Entry 1

The Yaddo mansion
The Yaddo mansion

The past few days have been like a bad episode of Survivor (put aside for a moment, if you can, the implication that sometimes there’s a good episode of Survivor). We’ve been knee deep in mud in Ellenville, N.Y., subject to torrential downpours, tents that threaten to collapse, golf carts that get stuck in manure piles. And I’ve been suffering the agony a parent feels when her only child decides that what she really, really wants out of life is to rise at dawn, hoist herself onto a large pony, and jump in intricate patterns around a show ring under the cruelly subjective gaze of a judge. As my 12-year-old daughter, Caity, would happily tell you, she’s always been a country person. She might have been born in Mount Sinai hospital in a birthing room overlooking Central Park, but that, apparently, was a fluke, and deep in nature is where she belongs. This is one of the factors that led to the decision my husband, Kevin, and I made two and a half years ago to move 280 miles north to Saratoga Springs. Neither of us thought we were country types (unless scrupulously reading the vacation houses section of the weekend New York Times counts). But we were ready to try it out—I would leave publishing to become the president of Yaddo (the 100-year-old artists’ retreat that has hosted many of the 20th-century greats, from Aaron Copland to Sylvia Plath, Philip Guston to Philip Roth), and Kevin would write without constant interruption from honking traffic, the dog-walker, the baby sitter, and the usual clamor of the Upper West Side.

Back to reality: Before mud season there was endless-snow season, which created immense, Great Wall of China-esque shapes around the 400 acres that we now call home.
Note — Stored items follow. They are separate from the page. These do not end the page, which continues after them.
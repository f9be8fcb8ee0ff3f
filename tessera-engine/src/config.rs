//! Engine configuration
//!
//! Built either through [`EngineConfig::builder`] or loaded from TOML:
//!
//! ```toml
//! max_workers = 4
//! verify_round_trip = true
//! timeout_ms = 5000
//! default_seed = 7
//!
//! [options.subword_bpe]
//! max_merges = 32
//! tie_break = "seeded"
//!
//! [options.char]
//! unit = "grapheme"
//! ```

use std::fs;
use std::path::Path;
use std::time::Duration;

use serde::{Deserialize, Serialize};
use tessera_core::StrategyOptions;

use crate::error::{EngineError, Result};

/// Default configuration constants
pub mod defaults {
    /// Seed used when neither config nor request sets one
    pub const SEED: u64 = tessera_core::DEFAULT_SEED;

    /// Round-trip verification is off unless requested
    pub const VERIFY_ROUND_TRIP: bool = false;

    /// Upper bound on configured workers
    pub const MAX_WORKERS_LIMIT: usize = 1024;
}

/// Workers used when none are configured
pub fn available_workers() -> usize {
    num_cpus::get().max(1)
}

/// Orchestrator configuration
#[derive(Debug, Clone, PartialEq, Eq, Serialize, Deserialize)]
#[serde(default, deny_unknown_fields)]
pub struct EngineConfig {
    /// Worker pool size (None = one per available CPU)
    pub max_workers: Option<usize>,
    /// Reconstruct every stream and compare it against the input
    pub verify_round_trip: bool,
    /// Cancel the request after this many milliseconds
    pub timeout_ms: Option<u64>,
    /// Seed for requests built through the orchestrator
    pub default_seed: u64,
    /// Strategy options for requests built through the orchestrator
    pub options: StrategyOptions,
}

impl Default for EngineConfig {
    fn default() -> Self {
        Self {
            max_workers: None,
            verify_round_trip: defaults::VERIFY_ROUND_TRIP,
            timeout_ms: None,
            default_seed: defaults::SEED,
            options: StrategyOptions::default(),
        }
    }
}

impl EngineConfig {
    /// Create a configuration builder
    pub fn builder() -> EngineConfigBuilder {
        EngineConfigBuilder::default()
    }

    /// Validate the configuration
    pub fn validate(&self) -> Result<()> {
        if let Some(workers) = self.max_workers {
            if workers == 0 {
                return Err(EngineError::InvalidConfig(
                    "max_workers must be greater than 0".into(),
                ));
            }
            if workers > defaults::MAX_WORKERS_LIMIT {
                return Err(EngineError::InvalidConfig(format!(
                    "max_workers must be at most {}",
                    defaults::MAX_WORKERS_LIMIT
                )));
            }
        }

        if self.timeout_ms == Some(0) {
            return Err(EngineError::InvalidConfig(
                "timeout_ms must be greater than 0".into(),
            ));
        }

        self.options
            .validate()
            .map_err(|e| EngineError::InvalidConfig(e.to_string()))
    }

    /// Pool size this configuration resolves to
    pub fn worker_count(&self) -> usize {
        self.max_workers.unwrap_or_else(available_workers)
    }

    /// Request timeout, if any
    pub fn timeout(&self) -> Option<Duration> {
        self.timeout_ms.map(Duration::from_millis)
    }

    /// Parse and validate a TOML document
    pub fn from_toml_str(content: &str) -> Result<Self> {
        let config: EngineConfig =
            toml::from_str(content).map_err(|e| EngineError::ConfigParse(e.to_string()))?;
        config.validate()?;
        Ok(config)
    }

    /// Load and validate a TOML file
    pub fn from_file(path: impl AsRef<Path>) -> Result<Self> {
        let path = path.as_ref();
        let content = fs::read_to_string(path).map_err(|source| EngineError::ConfigIo {
            path: path.to_path_buf(),
            source,
        })?;
        Self::from_toml_str(&content)
    }
}

/// Fluent builder for [`EngineConfig`]
#[derive(Debug, Default)]
pub struct EngineConfigBuilder {
    max_workers: Option<usize>,
    verify_round_trip: Option<bool>,
    timeout_ms: Option<u64>,
    default_seed: Option<u64>,
    options: Option<StrategyOptions>,
}

impl EngineConfigBuilder {
    /// Create a new configuration builder
    pub fn new() -> Self {
        Self::default()
    }

    /// Set the worker pool size
    pub fn max_workers(mut self, workers: usize) -> Self {
        self.max_workers = Some(workers);
        self
    }

    /// Enable or disable round-trip verification
    pub fn verify_round_trip(mut self, enabled: bool) -> Self {
        self.verify_round_trip = Some(enabled);
        self
    }

    /// Cancel requests that run longer than `timeout`
    pub fn timeout(mut self, timeout: Duration) -> Self {
        self.timeout_ms = Some(u64::try_from(timeout.as_millis()).unwrap_or(u64::MAX));
        self
    }

    /// Set the default seed
    pub fn default_seed(mut self, seed: u64) -> Self {
        self.default_seed = Some(seed);
        self
    }

    /// Set the default strategy options
    pub fn options(mut self, options: StrategyOptions) -> Self {
        self.options = Some(options);
        self
    }

    /// Build the configuration
    pub fn build(self) -> Result<EngineConfig> {
        let mut config = EngineConfig::default();

        if self.max_workers.is_some() {
            config.max_workers = self.max_workers;
        }
        if let Some(enabled) = self.verify_round_trip {
            config.verify_round_trip = enabled;
        }
        if self.timeout_ms.is_some() {
            config.timeout_ms = self.timeout_ms;
        }
        if let Some(seed) = self.default_seed {
            config.default_seed = seed;
        }
        if let Some(options) = self.options {
            config.options = options;
        }

        config.validate()?;
        Ok(config)
    }
}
When I was being interviewed for this job, someone asked: “What about the winter? Do you think you’ll be able to handle it?” In a moment of hubris, I scoffed at the notion that a little ice storm or two could rattle me. I was raised in Scotland, after all.

And, indeed, people around here have learned to embrace the seasonal extremes that come their way—snow, for example, equals the prospect of a great day on the slopes. In my past life, when I was the editor in chief of Elle magazine and liked to wear toeless shoes year-round, snow equaled the unnerving prospect of the town car not pulling right up to the curb at 1633 Broadway. In the city, the elements are to be railed against, battled with, and subdued. The expression of personal affront is a competitive sport for the urban dweller faced with obstacles; tolerance of detours and delays is the bucolic parallel.

Now that I split my time between Saratoga and the city, I find that this is just one of the schisms that I have to straddle. I listen daily to people who fear the city—and they did long before 9/11—and who sigh sympathetically at the thought that I have to spend so much time there. On the other hand, the majority of the 200 or so artists who stay at Yaddo each year are inner-city types, and for them “disaster thinking” centers on ticks and bats and the growing rumor that someone heard a coyote call really close to one of the studios back in the woods. Last week, as I settled into my Amtrak seat and prepared to look out at the Hudson for the two and a half hours it takes to get from Penn Station to Albany, a billboard looming above the highway caught my eye: Bad Things Happen When You Leave the City.

These competing conditions for safety remind me of Samuel Johnson’s notion that civilization had caused the monsters and gremlins that had once lived in the forests to move into the cities. Without that flip, the pastoral ideal would have been impossible. Since then, the flip has flopped back and forth, and here we all are, sensing threat wherever we go.

Last week, at a meeting of Yaddo’s finance committee, I listened to one of Wall Street’s top analysts wonder out loud whether the story for 2003 would be SARS or the war in Iraq. This is a man who measures time by grand acts (“Nixon took us off the gold standard, and look at what happened”) and their impact on the stock exchange. He was hoping that Iraq was this year’s story, hoping that the price of oil really would come down, hoping that the latest virus felling people like trees in Asia wouldn’t grab hold in the current culture of fear and push consumer confidence further down the drain. This is the world we’re all trying to navigate, and as we vibrate at ever-increasing frequencies in response to the daily headlines, back here, up in the woods, the goal is to create an atmosphere that, in the words of our founders, is “conducive to good and important creative work.” We are a buffer zone; that’s what we do. The stillness that exists here is one of the things artists mean when they talk about the “Yaddo magic.”

As the three of us drove up I-87 today in the pelting rain, wet horse gear in the back, semi-dry humans in the front, I found myself wondering what had happened to transform Rain and Monsoon from neighborhood restaurants to facts of life that I track compulsively on the Weather Channel. Then we swung into the long driveway that winds past the public gardens at Yaddo, past the Yaddo mansion, past the studios, and finally to our house. Of all the things to fret about, the weather seems like a pretty sane choice.